Since it took hold last year, the Covid pandemic has resulted in the generation of tonnes of biomedical waste. 

Last month, the government estimated India’s daily biomedical waste output at 146 tonnes. This means that every day India is producing roughly the equivalent of a blue whale — the largest animal in the world — in biomedical waste.

The contribution of syringes alone is ballooning. According to one estimate offered by Onsite Waste Technologies, an American company that specialises in medical waste disposal, the needles from the number of vaccine doses needed to inoculate the entire US population — about 66 crore — would be enough to wrap around the Earth 1.8 times. 

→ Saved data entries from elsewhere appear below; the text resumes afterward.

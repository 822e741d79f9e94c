use anyhow::{Context, Result};
use calc::Operation;
use inquire::{CustomType, Select};

/// Prompt for whatever the command line left out
pub fn run_interactive(
    num1: Option<f64>,
    num2: Option<f64>,
    operation: Option<String>,
) -> Result<(f64, f64, Operation)> {
    let num1 = match num1 {
        Some(value) => value,
        None => prompt_operand("First number")?,
    };

    let operation = match operation {
        Some(selector) => Operation::from(selector),
        None => select_operation()?,
    };

    let num2 = match num2 {
        Some(value) => value,
        None => prompt_operand("Second number")?,
    };

    Ok((num1, num2, operation))
}

fn prompt_operand(label: &str) -> Result<f64> {
    CustomType::<f64>::new(label)
        .with_help_message("Examples: 4, -2.5, 1e3")
        .with_error_message("Please enter a valid number")
        .prompt()
        .with_context(|| format!("Failed to get value for {}", label.to_lowercase()))
}

fn select_operation() -> Result<Operation> {
    let display_options: Vec<String> = Operation::SUPPORTED
        .iter()
        .map(|op| format!("{} ({})", op.name(), op.symbol().unwrap_or_default()))
        .collect();

    let selected = Select::new("Select an operation:", display_options.clone())
        .with_help_message("Use arrow keys to navigate, Enter to select")
        .prompt()
        .context("Failed to get operation selection")?;

    let index = display_options
        .iter()
        .position(|option| option == &selected)
        .context("Failed to find selected operation index")?;

    Ok(Operation::SUPPORTED[index].clone())
}
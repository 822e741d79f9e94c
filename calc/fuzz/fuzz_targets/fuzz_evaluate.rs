#![no_main]

use calc::{evaluate, Operation};
use libfuzzer_sys::fuzz_target;

fuzz_target!(|input: (f64, f64, u8)| {
    let (num1, num2, index) = input;
    let op = Operation::SUPPORTED[index as usize % Operation::SUPPORTED.len()].clone();

    let response = evaluate(num1, num2, op.name());

    match response.error.as_deref() {
        None => {}
        Some("Cannot divide by zero") => {
            assert_eq!(op, Operation::Divide);
            assert_eq!(num2, 0.0);
            assert_eq!(response.result, 0.0);
        }
        Some(other) => panic!("unexpected error: {}", other),
    }
});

To put it into context, India’s population (including minors, who are currently not eligible for vaccination) exceeds the US’ by approximately 100 crore. As of Friday, India had administered 9,43,34,262 doses.

Another estimate, this one by industry body Association of Indian Medical Device Industry (AIMED), said the world needs 800 crore-1,000 crore syringes to vaccinate 60 per cent of the population — the approximate threshold for herd immunity. India alone would require at least 150 crore syringes to inoculate 60 per cent of its approximately 135 crore people, they calculated. 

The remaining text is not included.